[Saved data entries]
/*!
 * JWT 认证中间件
 *
 * 校验 `Authorization: Bearer <token>`，加载令牌对应的用户并要求其处于 active 状态，
 * 然后把 [`Actor`] 放进请求扩展供处理程序使用。
 *
 * ```rust,ignore
 * web::scope("/api/v1")
 *     .wrap(RequireJWT)
 *     .route("/assignments", web::post().to(create_assignment))
 *
 * async fn create_assignment(req: HttpRequest) -> Result<HttpResponse, GradebookError> {
 *     let actor = RequireJWT::actor(&req)?;
 *     // ...
 * }
 * ```
 *
 * 用户角色取自存储中的用户记录，而不是令牌里的 role 字段。
 */

use std::rc::Rc;
use std::sync::Arc;

use actix_service::{Service, Transform};
use actix_web::{
    Error, HttpMessage, HttpRequest, ResponseError,
    body::EitherBody,
    dev::{ServiceRequest, ServiceResponse},
    http::Method,
    web,
};
use futures_util::future::{LocalBoxFuture, Ready, ready};
use tracing::{debug, info};

use crate::access::Actor;
use crate::errors::{GradebookError, Result};
use crate::models::users::UserStatus;
use crate::storage::Storage;
use crate::utils::JwtUtils;

const BEARER_PREFIX: &str = "Bearer ";

#[derive(Clone)]
pub struct RequireJWT;

// 提取并验证 access token，返回当前用户
async fn authenticate(req: &ServiceRequest) -> Result<Actor> {
    let token = req
        .headers()
        .get(actix_web::http::header::AUTHORIZATION)
        .and_then(|h| h.to_str().ok())
        .and_then(|s| s.strip_prefix(BEARER_PREFIX))
        .ok_or_else(|| GradebookError::authentication("缺少或无效的 Authorization 头"))?;

    let jwt = req
        .app_data::<web::Data<JwtUtils>>()
        .ok_or_else(|| GradebookError::database_config("JwtUtils 未注册"))?;

    let claims = jwt.verify_access_token(token).map_err(|err| {
        info!("JWT 校验失败: {}", err);
        GradebookError::authentication("令牌无效或已过期")
    })?;

    let user_id = claims
        .user_id()
        .ok_or_else(|| GradebookError::authentication("令牌中的用户 ID 无效"))?;

    let storage = req
        .app_data::<web::Data<Arc<dyn Storage>>>()
        .ok_or_else(|| GradebookError::database_config("Storage 未注册"))?;

    let user = storage
        .get_user_by_id(user_id)
        .await?
        .ok_or_else(|| GradebookError::authentication("用户不存在"))?;

    if user.status != UserStatus::Active {
        return Err(GradebookError::authentication("用户已被停用"));
    }

    Ok(Actor::new(user.id, user.role))
}

impl<S, B> Transform<S, ServiceRequest> for RequireJWT
where
    S: Service<ServiceRequest, Response = ServiceResponse<B>, Error = Error> + 'static,
    B: 'static,
{
    type Response = ServiceResponse<EitherBody<B>>;
    type Error = Error;
    type InitError = ();
    type Transform = RequireJWTMiddleware<S>;
    type Future = Ready<std::result::Result<Self::Transform, Self::InitError>>;

    fn new_transform(&self, service: S) -> Self::Future {
        ready(Ok(RequireJWTMiddleware {
            service: Rc::new(service),
        }))
    }
}

pub struct RequireJWTMiddleware<S> {
    service: Rc<S>,
}

impl<S, B> Service<ServiceRequest> for RequireJWTMiddleware<S>
where
    S: Service<ServiceRequest, Response = ServiceResponse<B>, Error = Error> + 'static,
    B: 'static,
{
    type Response = ServiceResponse<EitherBody<B>>;
    type Error = Error;
    type Future = LocalBoxFuture<'static, std::result::Result<Self::Response, Self::Error>>;

    fn poll_ready(
        &self,
        ctx: &mut std::task::Context<'_>,
    ) -> std::task::Poll<std::result::Result<(), Self::Error>> {
        self.service.poll_ready(ctx)
    }

    fn call(&self, req: ServiceRequest) -> Self::Future {
        let srv = self.service.clone();
        Box::pin(async move {
            // 预检请求直接放行给 CORS 处理
            if req.method() == Method::OPTIONS {
                return Ok(srv.call(req).await?.map_into_left_body());
            }

            match authenticate(&req).await {
                Ok(actor) => {
                    debug!("JWT 认证成功, 用户 ID: {}", actor.id);
                    req.extensions_mut().insert(actor);
                    Ok(srv.call(req).await?.map_into_left_body())
                }
                Err(err) => {
                    info!("请求 {} 认证失败: {}", req.path(), err);
                    let response = err.error_response();
                    Ok(req.into_response(response).map_into_right_body())
                }
            }
        })
    }
}

impl RequireJWT {
    /// 从请求扩展中取出当前用户
    ///
    /// 只能在应用了 RequireJWT 的路由中使用。
    pub fn actor(req: &HttpRequest) -> Result<Actor> {
        req.extensions()
            .get::<Actor>()
            .copied()
            .ok_or_else(|| GradebookError::authentication("未认证的请求"))
    }
}

#[cfg(test)]
mod tests {
    use super::*;
    use crate::models::users::UserRole;
    use crate::test_support::{seed_user, storage};
    use actix_web::{App, HttpResponse, http::StatusCode, test};

    async fn whoami(req: HttpRequest) -> std::result::Result<HttpResponse, GradebookError> {
        let actor = RequireJWT::actor(&req)?;
        Ok(HttpResponse::Ok().body(format!("{}:{}", actor.id, actor.role)))
    }

    #[actix_web::test]
    async fn test_bearer_token_yields_actor() {
        let storage = storage().await;
        let teacher = seed_user(&storage, "t1", UserRole::Teacher).await;
        let jwt = JwtUtils::new("test-secret");
        // 令牌中的角色被忽略
        let token = jwt
            .generate_access_token(teacher, "admin", chrono::Duration::minutes(5))
            .unwrap();

        let shared: Arc<dyn Storage> = Arc::new(storage);
        let app = test::init_service(
            App::new()
                .app_data(web::Data::new(shared))
                .app_data(web::Data::new(jwt))
                .service(
                    web::scope("/api")
                        .wrap(RequireJWT)
                        .route("/me", web::get().to(whoami)),
                ),
        )
        .await;

        let req = test::TestRequest::get()
            .uri("/api/me")
            .insert_header(("Authorization", format!("Bearer {token}")))
            .to_request();
        let resp = test::call_service(&app, req).await;
        assert_eq!(resp.status(), StatusCode::OK);
        let body = test::read_body(resp).await;
        assert_eq!(body, format!("{teacher}:teacher").as_bytes());

        let req = test::TestRequest::get().uri("/api/me").to_request();
        let resp = test::call_service(&app, req).await;
        assert_eq!(resp.status(), StatusCode::UNAUTHORIZED);

        let req = test::TestRequest::get()
            .uri("/api/me")
            .insert_header(("Authorization", "Bearer not-a-token"))
            .to_request();
        let resp = test::call_service(&app, req).await;
        assert_eq!(resp.status(), StatusCode::UNAUTHORIZED);
    }

    #[actix_web::test]
    async fn test_unknown_user_is_rejected() {
        let storage = storage().await;
        let jwt = JwtUtils::new("test-secret");
        let token = jwt
            .generate_access_token(4_040, "student", chrono::Duration::minutes(5))
            .unwrap();

        let shared: Arc<dyn Storage> = Arc::new(storage);
        let app = test::init_service(
            App::new()
                .app_data(web::Data::new(shared))
                .app_data(web::Data::new(jwt))
                .service(
                    web::scope("/api")
                        .wrap(RequireJWT)
                        .route("/me", web::get().to(whoami)),
                ),
        )
        .await;

        let req = test::TestRequest::get()
            .uri("/api/me")
            .insert_header(("Authorization", format!("Bearer {token}")))
            .to_request();
        let resp = test::call_service(&app, req).await;
        assert_eq!(resp.status(), StatusCode::UNAUTHORIZED);
    }
}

Work instruction> Pull out the lines above in which the word "LocalBoxFuture" appears.

Expected answer>
use futures_util::future::{LocalBoxFuture, Ready, ready};
    type Future = LocalBoxFuture<'static, std::result::Result<Self::Response, Self::Error>>;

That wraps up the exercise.